Disegno dello studio
Lo studio ha adottato un disegno di coorte retrospettivo basato su dati amministrativi e cartelle cliniche elettroniche (EHR) provenienti dal database Optum Market Clarity. Sono stati inclusi pazienti adulti con EGPA (≥18 anni) e adolescenti o adulti con HES (≥12 anni), identificati al momento dell’inizio del trattamento con mepolizumab o con la terapia standard, considerato come momento indice.
I partecipanti sono stati suddivisi in due coorti: una di pazienti trattati con mepolizumab e una di pazienti in trattamento standard cronico, definito da almeno sei mesi di assunzione di corticosteroidi a dosaggio superiore a 7,5 mg/die (prednisone equivalente) e/o almeno due prescrizioni di immunosoppressori o DMARD.

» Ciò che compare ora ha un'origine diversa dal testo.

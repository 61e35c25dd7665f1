use std::sync::OnceLock;
use super::lcg::{iterations_32, Affine, AffineTable, Seeds};
use super::ConfigError;

/// 32-bit linear congruential generator with constant-time jumps.
/// Seeds are plain `u32` values; the generator only holds the step tables.
#[derive(Clone, Debug)]
pub struct Lcg32 {
    table: AffineTable<u32>,
}

impl Lcg32 {

    /// Builds jump tables for the step seed <- seed * mul + add.
    /// The step must be full period, which `index` relies on:
    /// an even multiplier or any other partial-period step is rejected.
    pub fn new(step: Affine<u32>) -> Result<Self, ConfigError> {
        if step.mul & 1 == 1 && (step.mul & 3 != 1 || step.add & 1 == 0) {
            return Err(ConfigError::NotFullPeriod { mul: step.mul, add: step.add });
        }
        Ok(Lcg32 { table: AffineTable::new(step)? })
    }

    fn preset(step: Affine<u32>) -> Self {
        Lcg32 { table: AffineTable::build(step) }
    }

    /// Shared instance for `super::LCG32_STANDARD`.
    pub fn standard() -> &'static Lcg32 {
        static LCG: OnceLock<Lcg32> = OnceLock::new();
        LCG.get_or_init(|| Lcg32::preset(super::LCG32_STANDARD))
    }

    /// Shared instance for `super::LCG32_GC`.
    pub fn gc() -> &'static Lcg32 {
        static LCG: OnceLock<Lcg32> = OnceLock::new();
        LCG.get_or_init(|| Lcg32::preset(super::LCG32_GC))
    }

    /// Shared instance for `super::LCG32_STATIC`.
    pub fn fixed() -> &'static Lcg32 {
        static LCG: OnceLock<Lcg32> = OnceLock::new();
        LCG.get_or_init(|| Lcg32::preset(super::LCG32_STATIC))
    }

    /// Shared instance for `super::LCG32_DAILY`.
    pub fn daily() -> &'static Lcg32 {
        static LCG: OnceLock<Lcg32> = OnceLock::new();
        LCG.get_or_init(|| Lcg32::preset(super::LCG32_DAILY))
    }

    /// Base step of this generator.
    pub fn step(&self) -> Affine<u32> {
        self.table.step()
    }

    #[inline]
    pub fn next_seed(&self, seed: u32) -> u32 {
        self.table.step().apply(seed)
    }

    /// Seed `n` steps after `seed`.
    #[inline]
    pub fn next_seed_by(&self, seed: u32, n: u32) -> u32 {
        self.table.advance(seed, n)
    }

    #[inline]
    pub fn prev_seed(&self, seed: u32) -> u32 {
        self.table.inverse().apply(seed)
    }

    /// Seed `n` steps before `seed`.
    #[inline]
    pub fn prev_seed_by(&self, seed: u32, n: u32) -> u32 {
        self.table.back(seed, n)
    }

    /// Advances the seed by one step and returns the new value.
    #[inline]
    pub fn advance(&self, seed: &mut u32) -> u32 {
        *seed = self.next_seed(*seed);
        *seed
    }

    /// Advances the seed by `n` steps and returns the new value.
    #[inline]
    pub fn advance_by(&self, seed: &mut u32, n: u32) -> u32 {
        *seed = self.next_seed_by(*seed, n);
        *seed
    }

    /// Moves the seed back by one step and returns the new value.
    #[inline]
    pub fn back(&self, seed: &mut u32) -> u32 {
        *seed = self.prev_seed(*seed);
        *seed
    }

    /// Moves the seed back by `n` steps and returns the new value.
    #[inline]
    pub fn back_by(&self, seed: &mut u32, n: u32) -> u32 {
        *seed = self.prev_seed_by(*seed, n);
        *seed
    }

    /// Advances the seed and returns its upper 16 bits.
    #[inline]
    pub fn get_rand(&self, seed: &mut u32) -> u32 {
        self.advance(seed) >> 16
    }

    /// Advances the seed and returns its upper 16 bits modulo `m`.
    #[inline]
    pub fn get_rand_mod(&self, seed: &mut u32, m: u32) -> u32 {
        self.get_rand(seed) % m
    }

    /// Number of steps from 0 to `seed`, modulo 2**32.
    pub fn index(&self, seed: u32) -> u32 {
        iterations_32(self.step(), 0, seed)
    }

    /// Number of steps from `initial_seed` to `seed`.
    pub fn index_from(&self, seed: u32, initial_seed: u32) -> u32 {
        iterations_32(self.step(), initial_seed, seed)
    }

    /// Returns a function advancing any seed by `n` steps with a single multiply-add.
    /// Cheaper than `next_seed_by` when the same distance is applied many times.
    pub fn jump_fn(&self, n: u32) -> impl Fn(u32) -> u32 {
        let map = self.table.forward_map(n);
        move |seed| map.apply(seed)
    }

    /// Returns a function moving any seed back by `n` steps with a single multiply-add.
    pub fn back_fn(&self, n: u32) -> impl Fn(u32) -> u32 {
        let map = self.table.backward_map(n);
        move |seed| map.apply(seed)
    }

    /// Iterates over `seed` and every seed after it.
    pub fn seeds(&self, seed: u32) -> Seeds<u32> {
        Seeds::new(self.step(), seed)
    }

    /// Iterates over the 16-bit outputs following `seed`.
    pub fn rands(&self, seed: u32) -> impl Iterator<Item = u32> {
        self.seeds(seed).skip(1).map(|s| s >> 16)
    }
}

#[cfg(test)] mod tests {
    use super::*;

    #[test] pub fn run_tests() {
        let lcg = Lcg32::standard();
        let seed = 0xbeeffaceu32;

        assert_eq!(0xb3ecee29, lcg.next_seed(seed));
        assert_eq!(lcg.next_seed(lcg.next_seed(lcg.next_seed(seed))), lcg.next_seed_by(seed, 3));
        assert_eq!(12345678, lcg.index(lcg.next_seed_by(0, 12345678)));
        assert_eq!(12345678, lcg.index_from(lcg.next_seed_by(0xbeef, 12345678), 0xbeef));
        assert_eq!(0, lcg.index(0));
        assert_eq!(u32::MAX, lcg.index(lcg.prev_seed(0)));

        // Inverse constants agree with the published ones.
        assert_eq!(Affine::new(0xeeb9eb65, 0x0a3561a1), lcg.step().inverse());
        assert_eq!(Affine::new(0xb9b33155, 0xa170f641), Lcg32::gc().step().inverse());
        assert_eq!(Affine::new(0xeeb9eb65, 0xfc77a683), Lcg32::fixed().step().inverse());
        assert_eq!(Affine::new(0x9638806d, 0x69c77f93), Lcg32::daily().step().inverse());

        for lcg in [Lcg32::standard(), Lcg32::gc(), Lcg32::fixed(), Lcg32::daily()] {
            let mut a = seed;
            let mut b = seed;
            for (n, s) in lcg.seeds(seed).take(2000).enumerate() {
                assert_eq!(s, lcg.next_seed_by(seed, n as u32));
                assert_eq!(seed, lcg.prev_seed_by(s, n as u32));
                assert_eq!(n as u32, lcg.index_from(s, seed));
            }
            lcg.advance_by(&mut a, 1000);
            for _ in 0 .. 1000 { lcg.advance(&mut b); }
            assert_eq!(a, b);
            lcg.back_by(&mut a, 999);
            lcg.back(&mut a);
            assert_eq!(seed, a);
            assert_eq!(lcg.jump_fn(123456)(seed), lcg.next_seed_by(seed, 123456));
            assert_eq!(lcg.back_fn(123456)(seed), lcg.prev_seed_by(seed, 123456));
            assert_eq!(seed, lcg.next_seed_by(lcg.next_seed_by(seed, u32::MAX), 1));
        }

        let mut s = 0u32;
        assert_eq!(Some(lcg.next_seed(0) >> 16), lcg.rands(0).next());
        let x = lcg.get_rand(&mut s);
        assert_eq!(lcg.next_seed(0) >> 16, x);
        assert_eq!(lcg.next_seed(0), s);
        assert!(lcg.get_rand_mod(&mut s, 25) < 25);

        assert_eq!(Err(ConfigError::EvenMultiplier(0x41c64e6c)), Lcg32::new(Affine::new(0x41c64e6c, 0x6073)).map(|_| ()));
        assert_eq!(Err(ConfigError::NotFullPeriod { mul: 0x41c64e6f, add: 0x6073 }), Lcg32::new(Affine::new(0x41c64e6f, 0x6073)).map(|_| ()));
        assert_eq!(Err(ConfigError::NotFullPeriod { mul: 0x41c64e6d, add: 0x6072 }), Lcg32::new(Affine::new(0x41c64e6d, 0x6072)).map(|_| ()));
        let custom = Lcg32::new(Affine::new(0x41c64e6d, 0x6073)).unwrap();
        assert_eq!(lcg.next_seed_by(seed, 777), custom.next_seed_by(seed, 777));
        assert_eq!(seed, custom.prev_seed(custom.next_seed(seed)));
        assert_eq!(777, custom.index_from(custom.next_seed_by(seed, 777), seed));
    }
}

Nei sei mesi precedenti l’inizio del trattamento, sono state analizzate le caratteristiche demografiche, le comorbidità, l’uso pregresso di SoC e le procedure correlate al danno d’organo. Per garantire la comparabilità tra i gruppi, è stata applicata una ponderazione per probabilità inversa di trattamento (IPTW).

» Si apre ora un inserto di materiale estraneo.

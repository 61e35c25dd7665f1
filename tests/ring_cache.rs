use proptest::prelude::*;
use rand_leap::*;

proptest! {
    #![proptest_config(ProptestConfig::with_cases(24))]

    #[test]
    fn cached_mt_peeks_match_plain(seed: u32, segments in 1usize .. 6, peeks in prop::collection::vec(0usize .. 4000, 1 .. 40)) {
        let mut cached = CachedMt::from_seed32(seed, segments).unwrap();
        let mut plain = Mt::from_seed32(seed);
        let outputs: Vec<u32> = (0 .. 3000 + segments * 624).map(|_| plain.get_rand()).collect();

        for (start, &peek) in peeks.iter().enumerate() {
            let skip = peek % cached.lookahead();
            cached.advance(skip);
            prop_assert_eq!(outputs[start + skip], cached.get_rand());
            prop_assert_eq!((start + skip + 1) as u64, cached.index());
            cached.move_next();
        }
    }

    #[test]
    fn cached_sfmt_walk_matches_plain(seed: u32, segments in 1usize .. 4, steps in 1usize .. 2000) {
        let mut cached = CachedSfmt::from_seed32(seed, segments).unwrap();
        let mut plain = Sfmt::from_seed32(seed);
        for _ in 0 .. steps {
            cached.move_next();
        }
        plain.advance(steps as u64);
        prop_assert_eq!(plain.index32(), cached.index());
        for _ in 0 .. cached.lookahead() / 2 {
            prop_assert_eq!(plain.get_rand64(), cached.get_rand64());
        }
    }
}

#[test]
fn segment_bounds() {
    assert_eq!(Err(ConfigError::SegmentsOutOfRange(0)), CachedMt::from_seed32(1, 0).map(|_| ()));
    assert_eq!(Err(ConfigError::SegmentsOutOfRange(101)), CachedSfmt::from_seed32(1, 101).map(|_| ()));
    assert_eq!(101 * 624, CachedMt::from_seed32(1, MAX_SEGMENTS).unwrap().capacity());
    assert_eq!(2 * 624, CachedSfmt::from_seed32(1, 1).unwrap().capacity());
    assert_eq!(
        "cache segments must be within 1..=100, got 0",
        ConfigError::SegmentsOutOfRange(0).to_string()
    );
}

#[test]
#[cfg(debug_assertions)]
#[should_panic(expected = "read past the cache look-ahead")]
fn over_read_panics() {
    let mut cached = CachedMt::from_seed32(0xbeefcafe, 1).unwrap();
    for _ in 0 .. 625 {
        cached.get_rand();
    }
}
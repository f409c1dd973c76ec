//! Per-connection protocol session.
//!
//! A session validates inbound packets, dispatches recognized commands, and
//! queues the correlated responses for the connection actor to drain. It is
//! created together with its connection and dropped with it; nothing
//! survives a reconnect.
//!
//! The protocol is closed: two commands, exactly one response queued per
//! received request. Extending it means adding new `code` branches to
//! [`Session::receive`] with the same echo-and-respond contract.

use std::collections::VecDeque;
use std::net::SocketAddr;
use std::sync::{Arc, Mutex, PoisonError};

use rand::rngs::StdRng;
use rand::{Rng, SeedableRng};
use tracing::{debug, warn};

use crate::core::packet::{
    Packet, CMD_GET_CHALLENGE, RESPONSE_CHALLENGE, RESPONSE_UNKNOWN_PACKET,
};
use crate::error::{ProtocolError, Result};

/// Source of per-session challenge secrets.
///
/// Constructed once at startup and handed to the listener, which threads it
/// into each new session. Seeding it explicitly makes challenge values
/// deterministic for tests; production servers seed from OS entropy.
#[derive(Debug, Clone)]
pub struct ChallengeGenerator {
    rng: Arc<Mutex<StdRng>>,
}

impl ChallengeGenerator {
    /// Generator seeded from operating-system entropy.
    pub fn from_os_entropy() -> Self {
        Self {
            rng: Arc::new(Mutex::new(StdRng::from_os_rng())),
        }
    }

    /// Deterministically seeded generator.
    pub fn seeded(seed: u64) -> Self {
        Self {
            rng: Arc::new(Mutex::new(StdRng::seed_from_u64(seed))),
        }
    }

    /// Draw the next 64-bit challenge.
    pub fn next_challenge(&self) -> u64 {
        // A poisoned lock cannot corrupt the generator state we care about.
        let mut rng = self.rng.lock().unwrap_or_else(PoisonError::into_inner);
        rng.random()
    }
}

/// Per-connection protocol state: identity, challenge secret, and the
/// outbound response queue.
#[derive(Debug)]
pub struct Session {
    id: u64,
    peer: SocketAddr,
    challenge: u64,
    outbound: VecDeque<Packet>,
    queue_limit: usize,
}

impl Session {
    /// Create the session for a freshly accepted connection.
    ///
    /// The challenge is drawn once here and never changes for the lifetime
    /// of the session.
    pub fn new(
        id: u64,
        peer: SocketAddr,
        challenges: &ChallengeGenerator,
        queue_limit: usize,
    ) -> Self {
        Self {
            id,
            peer,
            challenge: challenges.next_challenge(),
            outbound: VecDeque::new(),
            queue_limit,
        }
    }

    pub fn id(&self) -> u64 {
        self.id
    }

    pub fn peer(&self) -> SocketAddr {
        self.peer
    }

    /// The session's fixed 64-bit challenge.
    pub fn challenge(&self) -> u64 {
        self.challenge
    }

    /// Validate and dispatch the bytes of one inbound transport message.
    ///
    /// Malformed packets are logged and discarded without queueing a
    /// response; the connection continues normally. A recognized command
    /// queues exactly one response, as does an unrecognized one (the
    /// unknown-packet reply). The only fatal outcome is an outbound queue
    /// at capacity.
    pub fn receive(&mut self, bytes: &[u8]) -> Result<()> {
        let packet = match Packet::decode(bytes) {
            Ok(packet) => packet,
            Err(e) if e.is_malformed() => {
                warn!(
                    conn = self.id,
                    peer = %self.peer,
                    size = bytes.len(),
                    error = %e,
                    "discarded bad packet"
                );
                return Ok(());
            }
            Err(e) => return Err(e),
        };

        match packet.code {
            CMD_GET_CHALLENGE => self.cmd_get_challenge(&packet),
            _ => self.respond_unknown_packet(&packet),
        }
    }

    /// Remove and return the oldest queued response, if any.
    pub fn pop_outbound(&mut self) -> Option<Packet> {
        self.outbound.pop_front()
    }

    fn cmd_get_challenge(&mut self, request: &Packet) -> Result<()> {
        debug!(
            conn = self.id,
            peer = %self.peer,
            sequence = request.sequence,
            "challenge requested"
        );

        // Low word first, high word second.
        let data = [self.challenge as u32, (self.challenge >> 32) as u32];
        self.respond(request, RESPONSE_CHALLENGE, &data)
    }

    fn respond_unknown_packet(&mut self, request: &Packet) -> Result<()> {
        debug!(
            conn = self.id,
            peer = %self.peer,
            code = request.code,
            "unknown packet code"
        );

        self.respond(request, RESPONSE_UNKNOWN_PACKET, &[request.code as u32])
    }

    fn respond(&mut self, request: &Packet, code: i32, data: &[u32]) -> Result<()> {
        if self.outbound.len() >= self.queue_limit {
            return Err(ProtocolError::QueueOverflow(self.queue_limit));
        }

        self.outbound.push_back(Packet::new(
            request.client_id,
            request.sequence,
            code,
            data.to_vec(),
        ));

        Ok(())
    }
}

Gli outcome di disfunzione d’organo sono stati valutati a partire da 12 mesi dopo l’inizio della terapia, prendendo in esame la proporzione e il tasso di EOD, oltre alla variazione dello stato di EOD nel tempo.
Le analisi statistiche, condotte separatamente per EGPA e HES, hanno utilizzato lo Z-test per confrontare i gruppi ponderati.
Risultati principali
Lo studio ha incluso 1102 pazienti con EGPA (375 trattati con mepolizumab e 727 con terapia standard) e 784 pazienti con HES (198 trattati con mepolizumab e 586 con terapia standard).
Nei pazienti con EGPA, l’analisi ponderata ha evidenziato miglioramenti numerici in 14 diverse condizioni di disfunzione d’organo tra coloro che erano stati trattati con mepolizumab rispetto a quelli rimasti in terapia standard. In particolare, mepolizumab è risultato associato ad un miglioramento significativo dell’insufficienza renale acuta (63,4% contro 23,4%; p = 0,026) e della malattia renale cronica di stadio III (p = 0,009), suggerendo un effetto favorevole sulla funzione renale.
Tra i pazienti con HES, i risultati sono stati analogamente incoraggianti: mepolizumab ha determinato miglioramenti in 12 condizioni di disfunzione d’organo, con risultati statisticamente significativi per la riduzione dell’insufficienza mitralica (90,9% contro 29,4%; p < 0,001) e della trombosi venosa (69,5% contro 8,1%; p = 0,009).
Riassumendo
Nel complesso, il trattamento con mepolizumab è risultato associato a benefici clinici multisistemici, in particolare a livello cardiaco, renale e vascolare, rispetto alla terapia standard.
Questi risultati confermano il potenziale ruolo protettivo del farmaco sui principali sistemi d’organo e ne supportano l’impiego nella gestione a lungo termine di queste patologie rare e complesse. Inoltre, aprono la strada a ulteriori studi volti a valutare la durata e la rilevanza clinica di questi effetti.
È importante sottolineare che, sia in Europa sia in Italia, mepolizumab ha ricevuto l’approvazione regolatoria per l’impiego in EGPA e HES: in particolare, la European Medicines Agency (EMA) ha autorizzato l’uso come add-on per pazienti con EGPA ≥ 6 anni e per adulti con HES inadeguatamente controllata.
Bibliografia
Silverman D et al. Mepolizumab Reduces End-Organ Manifestations Compared with Standard of Care in Patients with EGPA and HES: A US Real-world Analysis. Abstract LB16; ACR 2025, Chicago.